_Your objective_: Each line below must be set down exactly as it stands.

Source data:
┌──

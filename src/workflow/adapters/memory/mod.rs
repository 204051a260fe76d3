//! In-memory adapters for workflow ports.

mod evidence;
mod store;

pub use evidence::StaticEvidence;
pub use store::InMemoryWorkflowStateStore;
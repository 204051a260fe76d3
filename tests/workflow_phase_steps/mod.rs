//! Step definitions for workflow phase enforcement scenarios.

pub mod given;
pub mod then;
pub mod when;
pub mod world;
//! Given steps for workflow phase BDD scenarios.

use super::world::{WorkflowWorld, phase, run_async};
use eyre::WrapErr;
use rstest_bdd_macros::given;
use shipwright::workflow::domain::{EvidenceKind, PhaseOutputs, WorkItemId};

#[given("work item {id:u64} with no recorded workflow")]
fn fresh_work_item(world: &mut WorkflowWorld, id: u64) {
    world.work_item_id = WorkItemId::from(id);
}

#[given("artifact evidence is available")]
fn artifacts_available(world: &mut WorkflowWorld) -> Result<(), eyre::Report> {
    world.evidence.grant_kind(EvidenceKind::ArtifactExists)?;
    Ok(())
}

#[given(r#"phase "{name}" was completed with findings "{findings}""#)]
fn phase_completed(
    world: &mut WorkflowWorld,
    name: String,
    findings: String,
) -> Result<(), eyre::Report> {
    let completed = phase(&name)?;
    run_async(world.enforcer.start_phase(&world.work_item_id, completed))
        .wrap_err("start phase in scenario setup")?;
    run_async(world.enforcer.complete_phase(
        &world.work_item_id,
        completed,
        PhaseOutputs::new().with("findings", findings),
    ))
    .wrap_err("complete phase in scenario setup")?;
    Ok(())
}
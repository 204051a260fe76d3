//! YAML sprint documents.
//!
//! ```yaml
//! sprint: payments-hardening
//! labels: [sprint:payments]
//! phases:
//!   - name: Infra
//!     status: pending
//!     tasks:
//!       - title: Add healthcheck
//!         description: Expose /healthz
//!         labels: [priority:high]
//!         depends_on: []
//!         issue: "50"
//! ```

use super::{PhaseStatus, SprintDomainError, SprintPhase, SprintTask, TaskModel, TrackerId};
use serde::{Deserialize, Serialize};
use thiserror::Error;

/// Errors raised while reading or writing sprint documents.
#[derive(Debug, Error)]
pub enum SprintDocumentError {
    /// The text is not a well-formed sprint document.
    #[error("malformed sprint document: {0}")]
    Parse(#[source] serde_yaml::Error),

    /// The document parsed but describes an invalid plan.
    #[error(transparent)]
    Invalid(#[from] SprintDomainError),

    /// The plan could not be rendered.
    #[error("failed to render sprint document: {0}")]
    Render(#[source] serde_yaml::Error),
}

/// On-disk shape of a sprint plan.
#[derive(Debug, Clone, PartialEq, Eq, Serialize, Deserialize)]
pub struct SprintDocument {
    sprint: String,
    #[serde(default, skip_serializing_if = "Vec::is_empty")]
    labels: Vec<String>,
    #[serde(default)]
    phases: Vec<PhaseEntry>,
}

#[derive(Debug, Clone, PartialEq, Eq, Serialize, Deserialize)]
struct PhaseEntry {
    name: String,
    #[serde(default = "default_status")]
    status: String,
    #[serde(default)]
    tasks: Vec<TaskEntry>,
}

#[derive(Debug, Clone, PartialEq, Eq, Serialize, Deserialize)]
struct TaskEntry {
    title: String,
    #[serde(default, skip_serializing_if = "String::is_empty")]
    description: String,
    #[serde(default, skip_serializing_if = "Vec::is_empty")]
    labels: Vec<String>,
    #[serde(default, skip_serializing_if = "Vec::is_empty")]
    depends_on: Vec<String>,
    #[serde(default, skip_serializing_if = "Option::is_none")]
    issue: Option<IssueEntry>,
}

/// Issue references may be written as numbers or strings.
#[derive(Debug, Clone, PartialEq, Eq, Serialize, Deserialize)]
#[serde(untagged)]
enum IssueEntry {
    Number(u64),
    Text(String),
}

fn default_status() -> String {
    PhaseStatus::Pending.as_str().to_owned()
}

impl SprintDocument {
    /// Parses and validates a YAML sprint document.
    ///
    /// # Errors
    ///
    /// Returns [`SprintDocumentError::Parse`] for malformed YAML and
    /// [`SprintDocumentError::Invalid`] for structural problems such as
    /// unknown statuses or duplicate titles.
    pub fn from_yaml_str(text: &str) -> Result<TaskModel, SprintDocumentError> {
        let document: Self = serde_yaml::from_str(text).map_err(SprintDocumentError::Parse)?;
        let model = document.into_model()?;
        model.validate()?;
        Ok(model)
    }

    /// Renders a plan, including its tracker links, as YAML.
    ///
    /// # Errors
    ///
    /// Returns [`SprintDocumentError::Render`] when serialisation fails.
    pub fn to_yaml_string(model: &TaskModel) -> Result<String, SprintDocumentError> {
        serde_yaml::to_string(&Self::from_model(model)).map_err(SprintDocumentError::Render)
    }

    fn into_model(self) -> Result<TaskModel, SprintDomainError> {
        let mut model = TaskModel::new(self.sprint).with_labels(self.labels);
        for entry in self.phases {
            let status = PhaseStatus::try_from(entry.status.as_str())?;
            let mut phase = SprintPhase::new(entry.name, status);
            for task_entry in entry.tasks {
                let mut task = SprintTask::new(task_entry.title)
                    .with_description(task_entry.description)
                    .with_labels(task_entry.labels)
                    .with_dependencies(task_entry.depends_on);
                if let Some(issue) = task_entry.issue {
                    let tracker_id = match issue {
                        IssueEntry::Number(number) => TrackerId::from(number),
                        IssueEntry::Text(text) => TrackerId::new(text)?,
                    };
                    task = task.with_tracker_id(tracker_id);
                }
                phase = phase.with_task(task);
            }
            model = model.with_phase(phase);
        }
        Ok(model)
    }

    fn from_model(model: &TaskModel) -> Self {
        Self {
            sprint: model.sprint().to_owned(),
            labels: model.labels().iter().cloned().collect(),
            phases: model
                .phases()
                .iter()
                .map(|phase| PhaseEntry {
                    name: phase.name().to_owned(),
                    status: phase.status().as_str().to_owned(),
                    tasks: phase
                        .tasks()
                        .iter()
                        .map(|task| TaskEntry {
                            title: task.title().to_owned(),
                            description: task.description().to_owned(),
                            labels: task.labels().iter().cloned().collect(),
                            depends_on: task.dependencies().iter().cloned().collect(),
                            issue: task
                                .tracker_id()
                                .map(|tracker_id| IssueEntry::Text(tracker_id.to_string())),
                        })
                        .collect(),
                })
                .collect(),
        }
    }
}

└──

_Answer below_:
filename src/workflow/adapters/memory/mod.rs
repository 204051a260fe76d3
//! In-memory adapters for workflow ports.

mod evidence;
mod store;

pub use evidence::StaticEvidence;
pub use store::InMemoryWorkflowStateStore;
repository 204051a260fe76d3
filename tests/workflow_phase_steps/mod.rs
//! Step definitions for workflow phase enforcement scenarios.

pub mod given;
pub mod then;
pub mod when;
pub mod world;
//! Given steps for workflow phase BDD scenarios.

use super::world::{WorkflowWorld, phase, run_async};
use eyre::WrapErr;
use rstest_bdd_macros::given;
use shipwright::workflow::domain::{EvidenceKind, PhaseOutputs, WorkItemId};

#[given("work item {id:u64} with no recorded workflow")]
fn fresh_work_item(world: &mut WorkflowWorld, id: u64) {
    world.work_item_id = WorkItemId::from(id);
}

#[given("artifact evidence is available")]
fn artifacts_available(world: &mut WorkflowWorld) -> Result<(), eyre::Report> {
    world.evidence.grant_kind(EvidenceKind::ArtifactExists)?;
    Ok(())
}

#[given(r#"phase "{name}" was completed with findings "{findings}""#)]
fn phase_completed(
    world: &mut WorkflowWorld,
    name: String,
    findings: String,
) -> Result<(), eyre::Report> {
    let completed = phase(&name)?;
    run_async(world.enforcer.start_phase(&world.work_item_id, completed))
        .wrap_err("start phase in scenario setup")?;
    run_async(world.enforcer.complete_phase(
        &world.work_item_id,
        completed,
        PhaseOutputs::new().with("findings", findings),
    ))
    .wrap_err("complete phase in scenario setup")?;
    Ok(())
}
repository 204051a260fe76d3
//! YAML sprint documents.
//!
//! ```yaml
//! sprint: payments-hardening
//! labels: [sprint:payments]
//! phases:
//!   - name: Infra
//!     status: pending
//!     tasks:
//!       - title: Add healthcheck
//!         description: Expose /healthz
//!         labels: [priority:high]
//!         depends_on: []
//!         issue: "50"
//! ```

use super::{PhaseStatus, SprintDomainError, SprintPhase, SprintTask, TaskModel, TrackerId};
use serde::{Deserialize, Serialize};
use thiserror::Error;

/// Errors raised while reading or writing sprint documents.
#[derive(Debug, Error)]
pub enum SprintDocumentError {
    /// The text is not a well-formed sprint document.
    #[error("malformed sprint document: {0}")]
    Parse(#[source] serde_yaml::Error),

    /// The document parsed but describes an invalid plan.
    #[error(transparent)]
    Invalid(#[from] SprintDomainError),

    /// The plan could not be rendered.
    #[error("failed to render sprint document: {0}")]
    Render(#[source] serde_yaml::Error),
}

/// On-disk shape of a sprint plan.
#[derive(Debug, Clone, PartialEq, Eq, Serialize, Deserialize)]
pub struct SprintDocument {
    sprint: String,
    #[serde(default, skip_serializing_if = "Vec::is_empty")]
    labels: Vec<String>,
    #[serde(default)]
    phases: Vec<PhaseEntry>,
}

#[derive(Debug, Clone, PartialEq, Eq, Serialize, Deserialize)]
struct PhaseEntry {
    name: String,
    #[serde(default = "default_status")]
    status: String,
    #[serde(default)]
    tasks: Vec<TaskEntry>,
}

#[derive(Debug, Clone, PartialEq, Eq, Serialize, Deserialize)]
struct TaskEntry {
    title: String,
    #[serde(default, skip_serializing_if = "String::is_empty")]
    description: String,
    #[serde(default, skip_serializing_if = "Vec::is_empty")]
    labels: Vec<String>,
    #[serde(default, skip_serializing_if = "Vec::is_empty")]
    depends_on: Vec<String>,
    #[serde(default, skip_serializing_if = "Option::is_none")]
    issue: Option<IssueEntry>,
}

/// Issue references may be written as numbers or strings.
#[derive(Debug, Clone, PartialEq, Eq, Serialize, Deserialize)]
#[serde(untagged)]
enum IssueEntry {
    Number(u64),
    Text(String),
}

fn default_status() -> String {
    PhaseStatus::Pending.as_str().to_owned()
}

impl SprintDocument {
    /// Parses and validates a YAML sprint document.
    ///
    /// # Errors
    ///
    /// Returns [`SprintDocumentError::Parse`] for malformed YAML and
    /// [`SprintDocumentError::Invalid`] for structural problems such as
    /// unknown statuses or duplicate titles.
    pub fn from_yaml_str(text: &str) -> Result<TaskModel, SprintDocumentError> {
        let document: Self = serde_yaml::from_str(text).map_err(SprintDocumentError::Parse)?;
        let model = document.into_model()?;
        model.validate()?;
        Ok(model)
    }

    /// Renders a plan, including its tracker links, as YAML.
    ///
    /// # Errors
    ///
    /// Returns [`SprintDocumentError::Render`] when serialisation fails.
    pub fn to_yaml_string(model: &TaskModel) -> Result<String, SprintDocumentError> {
        serde_yaml::to_string(&Self::from_model(model)).map_err(SprintDocumentError::Render)
    }

    fn into_model(self) -> Result<TaskModel, SprintDomainError> {
        let mut model = TaskModel::new(self.sprint).with_labels(self.labels);
        for entry in self.phases {
            let status = PhaseStatus::try_from(entry.status.as_str())?;
            let mut phase = SprintPhase::new(entry.name, status);
            for task_entry in entry.tasks {
                let mut task = SprintTask::new(task_entry.title)
                    .with_description(task_entry.description)
                    .with_labels(task_entry.labels)
                    .with_dependencies(task_entry.depends_on);
                if let Some(issue) = task_entry.issue {
                    let tracker_id = match issue {
                        IssueEntry::Number(number) => TrackerId::from(number),
                        IssueEntry::Text(text) => TrackerId::new(text)?,
                    };
                    task = task.with_tracker_id(tracker_id);
                }
                phase = phase.with_task(task);
            }
            model = model.with_phase(phase);
        }
        Ok(model)
    }

    fn from_model(model: &TaskModel) -> Self {
        Self {
            sprint: model.sprint().to_owned(),
            labels: model.labels().iter().cloned().collect(),
            phases: model
                .phases()
                .iter()
                .map(|phase| PhaseEntry {
                    name: phase.name().to_owned(),
                    status: phase.status().as_str().to_owned(),
                    tasks: phase
                        .tasks()
                        .iter()
                        .map(|task| TaskEntry {
                            title: task.title().to_owned(),
                            description: task.description().to_owned(),
                            labels: task.labels().iter().cloned().collect(),
                            depends_on: task.dependencies().iter().cloned().collect(),
                            issue: task
                                .tracker_id()
                                .map(|tracker_id| IssueEntry::Text(tracker_id.to_string())),
                        })
                        .collect(),
                })
                .collect(),
        }
    }
}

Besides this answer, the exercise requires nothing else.